Data under study -
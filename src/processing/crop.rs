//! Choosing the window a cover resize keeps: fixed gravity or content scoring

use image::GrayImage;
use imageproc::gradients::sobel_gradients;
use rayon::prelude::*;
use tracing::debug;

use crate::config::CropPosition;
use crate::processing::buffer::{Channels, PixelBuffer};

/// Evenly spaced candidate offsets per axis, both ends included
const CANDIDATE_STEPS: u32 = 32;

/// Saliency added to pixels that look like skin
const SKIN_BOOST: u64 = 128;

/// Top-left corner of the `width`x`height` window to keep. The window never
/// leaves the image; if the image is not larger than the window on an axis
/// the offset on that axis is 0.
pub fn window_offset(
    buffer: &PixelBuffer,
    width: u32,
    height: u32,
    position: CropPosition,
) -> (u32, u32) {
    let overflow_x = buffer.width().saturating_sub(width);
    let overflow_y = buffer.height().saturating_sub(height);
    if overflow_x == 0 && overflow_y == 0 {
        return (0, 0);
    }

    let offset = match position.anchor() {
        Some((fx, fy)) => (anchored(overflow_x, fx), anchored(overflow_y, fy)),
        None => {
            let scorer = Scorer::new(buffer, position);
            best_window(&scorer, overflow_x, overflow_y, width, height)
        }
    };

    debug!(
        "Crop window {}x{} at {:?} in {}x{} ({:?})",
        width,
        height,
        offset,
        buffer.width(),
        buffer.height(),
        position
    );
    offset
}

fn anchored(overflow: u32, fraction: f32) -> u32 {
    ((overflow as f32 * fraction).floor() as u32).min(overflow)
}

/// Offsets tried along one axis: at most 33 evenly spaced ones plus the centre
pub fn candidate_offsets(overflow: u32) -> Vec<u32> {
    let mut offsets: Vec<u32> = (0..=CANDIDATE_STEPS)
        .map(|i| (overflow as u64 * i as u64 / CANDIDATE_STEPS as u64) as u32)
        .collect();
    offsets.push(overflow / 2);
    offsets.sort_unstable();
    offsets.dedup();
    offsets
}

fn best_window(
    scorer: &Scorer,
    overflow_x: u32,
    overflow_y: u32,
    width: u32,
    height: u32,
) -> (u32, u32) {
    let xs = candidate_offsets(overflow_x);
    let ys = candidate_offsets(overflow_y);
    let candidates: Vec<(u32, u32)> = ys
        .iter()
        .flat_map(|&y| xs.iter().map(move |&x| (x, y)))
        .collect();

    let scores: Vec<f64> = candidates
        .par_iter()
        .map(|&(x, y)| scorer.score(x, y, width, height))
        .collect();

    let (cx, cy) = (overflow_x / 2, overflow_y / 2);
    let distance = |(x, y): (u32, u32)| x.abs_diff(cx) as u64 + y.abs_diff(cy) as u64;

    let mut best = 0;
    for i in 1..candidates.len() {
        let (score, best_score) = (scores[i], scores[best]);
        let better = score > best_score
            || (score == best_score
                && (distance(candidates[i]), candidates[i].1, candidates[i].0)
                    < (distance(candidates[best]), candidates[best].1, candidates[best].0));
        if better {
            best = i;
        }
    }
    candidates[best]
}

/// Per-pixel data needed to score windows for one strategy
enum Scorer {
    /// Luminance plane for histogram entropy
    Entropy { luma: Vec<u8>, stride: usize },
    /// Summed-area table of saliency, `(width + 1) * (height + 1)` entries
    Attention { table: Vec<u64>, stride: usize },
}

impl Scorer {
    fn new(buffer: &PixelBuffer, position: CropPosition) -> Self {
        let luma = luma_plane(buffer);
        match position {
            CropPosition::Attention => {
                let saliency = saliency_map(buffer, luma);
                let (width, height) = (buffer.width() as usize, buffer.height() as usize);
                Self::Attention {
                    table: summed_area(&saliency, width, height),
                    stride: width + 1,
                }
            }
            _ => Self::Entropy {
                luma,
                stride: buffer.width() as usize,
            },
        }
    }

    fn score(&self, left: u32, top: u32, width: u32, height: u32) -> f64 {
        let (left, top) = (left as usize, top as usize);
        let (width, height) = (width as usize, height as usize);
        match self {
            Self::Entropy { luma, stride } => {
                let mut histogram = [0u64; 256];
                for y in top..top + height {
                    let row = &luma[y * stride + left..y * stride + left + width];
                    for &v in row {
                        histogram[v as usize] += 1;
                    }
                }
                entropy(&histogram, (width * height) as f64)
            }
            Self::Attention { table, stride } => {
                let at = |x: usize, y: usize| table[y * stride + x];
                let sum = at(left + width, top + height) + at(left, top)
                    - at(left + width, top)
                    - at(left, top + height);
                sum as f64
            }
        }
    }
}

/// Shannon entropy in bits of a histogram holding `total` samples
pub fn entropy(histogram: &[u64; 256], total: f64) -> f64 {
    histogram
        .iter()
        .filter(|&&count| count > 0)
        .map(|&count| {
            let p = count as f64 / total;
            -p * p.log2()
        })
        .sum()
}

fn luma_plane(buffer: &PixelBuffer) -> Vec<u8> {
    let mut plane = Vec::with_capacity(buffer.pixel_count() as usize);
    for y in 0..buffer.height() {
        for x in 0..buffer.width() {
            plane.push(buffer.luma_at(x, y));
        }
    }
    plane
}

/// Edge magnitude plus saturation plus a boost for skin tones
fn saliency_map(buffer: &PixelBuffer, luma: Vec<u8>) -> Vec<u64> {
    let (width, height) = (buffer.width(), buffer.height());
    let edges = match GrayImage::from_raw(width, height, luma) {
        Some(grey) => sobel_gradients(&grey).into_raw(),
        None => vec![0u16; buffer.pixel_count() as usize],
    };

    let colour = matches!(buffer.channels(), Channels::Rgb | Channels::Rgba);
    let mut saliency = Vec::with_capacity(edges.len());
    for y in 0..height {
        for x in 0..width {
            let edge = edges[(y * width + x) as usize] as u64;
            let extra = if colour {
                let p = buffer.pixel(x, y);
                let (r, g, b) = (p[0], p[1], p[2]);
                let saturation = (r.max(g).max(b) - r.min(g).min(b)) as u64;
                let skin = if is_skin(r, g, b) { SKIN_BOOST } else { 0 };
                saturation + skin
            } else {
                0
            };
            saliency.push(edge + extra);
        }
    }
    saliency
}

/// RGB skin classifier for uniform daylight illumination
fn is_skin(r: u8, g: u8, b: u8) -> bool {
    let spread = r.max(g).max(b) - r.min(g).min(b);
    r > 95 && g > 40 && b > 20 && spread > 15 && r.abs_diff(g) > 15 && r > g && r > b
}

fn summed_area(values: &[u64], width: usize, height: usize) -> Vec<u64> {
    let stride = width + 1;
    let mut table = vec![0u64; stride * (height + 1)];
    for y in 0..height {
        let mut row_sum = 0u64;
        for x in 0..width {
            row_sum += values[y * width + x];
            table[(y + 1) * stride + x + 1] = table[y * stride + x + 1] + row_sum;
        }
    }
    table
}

Exercise -
For each line in the material above that contains the string "spread", make a copy.

The answer -
    let spread = r.max(g).max(b) - r.min(g).min(b);
    r > 95 && g > 40 && b > 20 && spread > 15 && r.abs_diff(g) > 15 && r > g && r > b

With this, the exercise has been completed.